J'ai lu, avec avidité, le premier mail d'Isabelle. Il y a tant à dire depuis les presque 20 années que nous ne nous sommes vues que je suis restée sur ma faim. En même temps, le fait de recevoir ce courrier était tellement miraculeux qu'il me suffisait de lire et relire les quelques phrases de mon amie pour avoir l'impression de rêver.
Isabelle vit toujours à V. avec Rodolphe, cela doit faire 20 ans qu'ils sont ensemble. Ils ont eu une fille qui a l'âge, à deux mois près de Zozo. Ils habitent V. où Rodolphe travaille dans la métallurgie et où Isabelle est conseillère emploi formation auprès de jeunes détenus. Elle m'annonce ensuite que sa sœur est morte l'année précédente et termine son message par un post-scriptum qui me surprend : "Je n'ai jamais retrouvé d'amie comme tu l'as été."
Elle me demande l'adresse de mon blog et des nouvelles de ma sœur Anna.
Au sujet de mon blog voici ce que je lui ai répondu :
"Je me suis rendue compte en écrivant que nombre de mes souvenirs étaient flous, aléatoires et j'ai inventé beaucoup de choses pour combler les trous.

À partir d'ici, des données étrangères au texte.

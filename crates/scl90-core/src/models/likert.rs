use serde::{Deserialize, Serialize};

use crate::ITEM_COUNT;
use crate::error::CoreError;

/// A single answer on the 0–4 rating scale
/// (0 = not at all, 4 = extremely).
#[derive(Debug, Clone, Copy, Default, PartialEq, Eq, PartialOrd, Ord, Hash, Serialize, Deserialize)]
#[serde(try_from = "u8", into = "u8")]
pub struct LikertValue(u8);

impl LikertValue {
    pub const MIN: u8 = 0;
    pub const MAX: u8 = 4;

    pub fn new(value: u8) -> Result<Self, CoreError> {
        if value > Self::MAX {
            return Err(CoreError::InvalidLikert(value.to_string()));
        }
        Ok(Self(value))
    }

    /// Parse a form field. A blank field counts as 0, anything else must
    /// be a single number in 0–4.
    pub fn parse_field(field: &str) -> Result<Self, CoreError> {
        let trimmed = field.trim();
        if trimmed.is_empty() {
            return Ok(Self(0));
        }
        if !trimmed.chars().all(|c| c.is_ascii_digit()) {
            return Err(CoreError::InvalidLikert(trimmed.to_string()));
        }
        let value: u8 = trimmed
            .parse()
            .map_err(|_| CoreError::InvalidLikert(trimmed.to_string()))?;
        Self::new(value)
    }

    pub fn get(self) -> u8 {
        self.0
    }

    /// Whether this answer counts as a positive symptom (any value above 0).
    pub fn is_positive(self) -> bool {
        self.0 > 0
    }
}

impl TryFrom<u8> for LikertValue {
    type Error = CoreError;

    fn try_from(value: u8) -> Result<Self, Self::Error> {
        Self::new(value)
    }
}

impl From<LikertValue> for u8 {
    fn from(value: LikertValue) -> Self {
        value.0
    }
}

impl std::fmt::Display for LikertValue {
    fn fmt(&self, f: &mut std::fmt::Formatter<'_>) -> std::fmt::Result {
        write!(f, "{}", self.0)
    }
}

/// The full set of 90 answers, item `n` (1-based) stored at index `n - 1`.
#[derive(Debug, Clone, PartialEq, Eq, Serialize, Deserialize)]
#[serde(try_from = "Vec<u8>", into = "Vec<u8>")]
pub struct Responses(Vec<LikertValue>);

impl Responses {
    pub fn from_values(values: &[u8]) -> Result<Self, CoreError> {
        check_count(values.len())?;
        values
            .iter()
            .enumerate()
            .map(|(i, v)| LikertValue::new(*v).map_err(|e| item_error(i, e)))
            .collect::<Result<Vec<_>, _>>()
            .map(Self)
    }

    /// Build from raw form fields, where blank fields count as 0.
    pub fn from_fields<S: AsRef<str>>(fields: &[S]) -> Result<Self, CoreError> {
        check_count(fields.len())?;
        fields
            .iter()
            .enumerate()
            .map(|(i, f)| LikertValue::parse_field(f.as_ref()).map_err(|e| item_error(i, e)))
            .collect::<Result<Vec<_>, _>>()
            .map(Self)
    }

    /// Answer for a 1-based item number.
    pub fn item(&self, number: usize) -> Option<LikertValue> {
        number.checked_sub(1).and_then(|i| self.0.get(i).copied())
    }

    pub fn iter(&self) -> impl Iterator<Item = LikertValue> + '_ {
        self.0.iter().copied()
    }

    pub fn as_slice(&self) -> &[LikertValue] {
        &self.0
    }

    pub fn total(&self) -> u32 {
        self.0.iter().map(|v| u32::from(v.get())).sum()
    }
}

impl TryFrom<Vec<u8>> for Responses {
    type Error = CoreError;

    fn try_from(values: Vec<u8>) -> Result<Self, Self::Error> {
        Self::from_values(&values)
    }
}

impl From<Responses> for Vec<u8> {
    fn from(responses: Responses) -> Self {
        responses.0.into_iter().map(u8::from).collect()
    }
}

fn check_count(actual: usize) -> Result<(), CoreError> {
    if actual != ITEM_COUNT {
        return Err(CoreError::WrongItemCount {
            expected: ITEM_COUNT,
            actual,
        });
    }
    Ok(())
}

fn item_error(index: usize, source: CoreError) -> CoreError {
    CoreError::InvalidItem {
        item: index + 1,
        source: Box::new(source),
    }
}

#[cfg(test)]
mod tests {
    use super::*;

    #[test]
    fn blank_field_counts_as_zero() {
        assert_eq!(LikertValue::parse_field("   ").unwrap().get(), 0);
        assert_eq!(LikertValue::parse_field("").unwrap().get(), 0);
    }

    #[test]
    fn rejects_out_of_range_and_non_digits() {
        assert!(LikertValue::parse_field("5").is_err());
        assert!(LikertValue::parse_field("-1").is_err());
        assert!(LikertValue::parse_field("2.5").is_err());
        assert!(LikertValue::parse_field("a").is_err());
        assert!(LikertValue::new(200).is_err());
    }

    #[test]
    fn item_error_reports_one_based_number() {
        let mut fields = vec!["0"; ITEM_COUNT];
        fields[41] = "9";
        let err = Responses::from_fields(&fields).unwrap_err();
        assert!(matches!(err, CoreError::InvalidItem { item: 42, .. }));
    }
}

Si tu vas lire mon blog, surtout fais le comme si c'était un roman et pas pour chercher des souvenirs.
Je ne me souvenais plus trop de tes parents et j'ai sans doute caricaturé pour montrer à quel point tu étais une fleur dans un monde dur.

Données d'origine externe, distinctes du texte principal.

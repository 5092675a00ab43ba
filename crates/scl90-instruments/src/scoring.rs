use serde::{Deserialize, Serialize};
use thiserror::Error;

/// Defines the valid range for a score.
#[derive(Debug, Clone, Copy, PartialEq, Serialize, Deserialize)]
pub struct ScoreRange {
    pub min: f64,
    pub max: f64,
    pub step: Option<f64>,
}

impl ScoreRange {
    pub const LIKERT: ScoreRange = ScoreRange {
        min: 0.0,
        max: 4.0,
        step: Some(1.0),
    };

    pub fn contains(&self, value: f64) -> bool {
        if value < self.min || value > self.max {
            return false;
        }
        if let Some(step) = self.step {
            let offset = value - self.min;
            let remainder = offset % step;
            // Allow floating point tolerance
            remainder < 1e-9 || (step - remainder) < 1e-9
        } else {
            true
        }
    }
}

/// A symptom dimension: a named set of 1-based item numbers whose ratings
/// are summed and averaged.
#[derive(Debug, Clone, Serialize, Deserialize)]
pub struct Dimension {
    pub id: String,
    pub name: String,
    pub items: Vec<usize>,
}

#[derive(Debug, Clone, Serialize, Deserialize, Error)]
#[error("{message}")]
pub struct ValidationError {
    /// 1-based item number.
    pub item: usize,
    pub value: f64,
    pub expected_range: ScoreRange,
    pub message: String,
}

/// Round to two decimals, the precision every reported mean and index
/// uses. Exact ties go to the even neighbour, so 9/8 reports as 1.12.
pub fn round2(value: f64) -> f64 {
    (value * 100.0).round_ties_even() / 100.0
}

#[cfg(test)]
mod tests {
    use super::*;

    #[test]
    fn likert_range_accepts_only_whole_steps() {
        assert!(ScoreRange::LIKERT.contains(0.0));
        assert!(ScoreRange::LIKERT.contains(4.0));
        assert!(!ScoreRange::LIKERT.contains(2.5));
        assert!(!ScoreRange::LIKERT.contains(5.0));
        assert!(!ScoreRange::LIKERT.contains(-1.0));
    }

    #[test]
    fn round2_keeps_two_decimals() {
        assert_eq!(round2(1.0 / 3.0), 0.33);
        assert_eq!(round2(2.0 / 3.0), 0.67);
        assert_eq!(round2(1.5), 1.5);
    }

    #[test]
    fn round2_sends_exact_ties_to_even() {
        assert_eq!(round2(9.0 / 8.0), 1.12);
        assert_eq!(round2(21.0 / 8.0), 2.62);
        assert_eq!(round2(11.0 / 8.0), 1.38);
    }
}
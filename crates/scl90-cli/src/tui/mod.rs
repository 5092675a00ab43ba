pub mod app;
pub mod theme;
pub mod ui;

pub use app::App;

use std::time::Duration;

use crossterm::event::{self, Event, KeyCode, KeyEvent, KeyEventKind, KeyModifiers};

use scl90_core::models::evaluation::Evaluation;

const TICK: Duration = Duration::from_millis(250);

/// Run the form until it is submitted or abandoned. Returns the validated
/// evaluation, or `None` when the user quit.
pub fn run_form(mut app: App) -> eyre::Result<Option<Evaluation>> {
    // Init terminal (sets up panic hooks automatically)
    let mut terminal = ratatui::init();
    tracing::debug!("form opened");
    app.set_flash(
        "Rate each item from 0 (not at all) to 4 (extremely)",
        app::FlashKind::Info,
    );

    let result = (|| -> eyre::Result<()> {
        while !app.should_quit {
            terminal.draw(|frame| ui::draw(frame, &mut app))?;

            if event::poll(TICK)? {
                if let Event::Key(key) = event::read()? {
                    if key.kind == KeyEventKind::Press {
                        handle_key_event(&mut app, key);
                    }
                }
            } else {
                app.tick();
            }
        }
        Ok(())
    })();

    ratatui::restore();
    result?;

    if app.submitted.is_none() {
        tracing::info!("form closed without submitting");
    }
    Ok(app.submitted)
}

pub fn handle_key_event(app: &mut App, key: KeyEvent) {
    let ctrl = key.modifiers.contains(KeyModifiers::CONTROL);
    if key.code != KeyCode::Esc {
        app.cancel_quit();
    }
    match key.code {
        KeyCode::Char('c') if ctrl => app.should_quit = true,
        KeyCode::Char('s') if ctrl => app.submit(),
        KeyCode::F(2) => app.submit(),
        KeyCode::Esc => app.request_quit(),
        KeyCode::Tab | KeyCode::Enter => app.next_field(),
        KeyCode::BackTab => app.previous_field(),
        KeyCode::Up => app.move_up(),
        KeyCode::Down => app.move_down(),
        KeyCode::Left => app.move_left(),
        KeyCode::Right => app.move_right(),
        KeyCode::Backspace | KeyCode::Delete => app.backspace(),
        KeyCode::Char(c) if !ctrl => app.input_char(c),
        _ => {}
    }
}
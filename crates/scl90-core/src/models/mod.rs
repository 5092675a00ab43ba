pub mod evaluation;
pub mod likert;
pub mod respondent;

J'ai peur que cela te choque.
J'ai dit par exemple que ta mère (je préfère te prévenir) était obèse et dépressive et ton père chômeur et alcoolique (je sais qu'il était chômeur, j'ai inventé l'alcoolisme)...
Dis-moi ce que tu en penses et je te donnerai le lien si tu crois que tu pourras prendre ça avec de la distance.
Je me suis fâchée avec ma sœur à cause de mon blog depuis deux mois. Elle a pris un portrait un peu dur que je faisais d'une copine pour elle, du coup elle m'a agressée et nous nous sommes balancées des choses que nous taisions depuis des années. Je pense que ça ne durera pas (ça dure en fait depuis 3 mois), il faut juste que le temps passe mais tu vois, je n'aurais pas envie que tu te fâches également parce que j'écris, librement, et parfois avec un style acide, qui peut paraître cruel et outrancier aux personnes concernées..."
Isabelle m'a envoyé sa réponse immédiatement :
"Au sujet de mes parents ne t'inquiète pas... Je crois que c'est moi qui suis la plus dure quand je parle d'eux et ce depuis quelques années déjà... Ma vie ressemble presque à un roman ou plutôt à une série B... Tous les clichés y sont :
- le père chômeur longue durée (mais en fait paresseux, associable et se faisant licencier à répétition pour divers menus larcins). Et en effet alcoolique.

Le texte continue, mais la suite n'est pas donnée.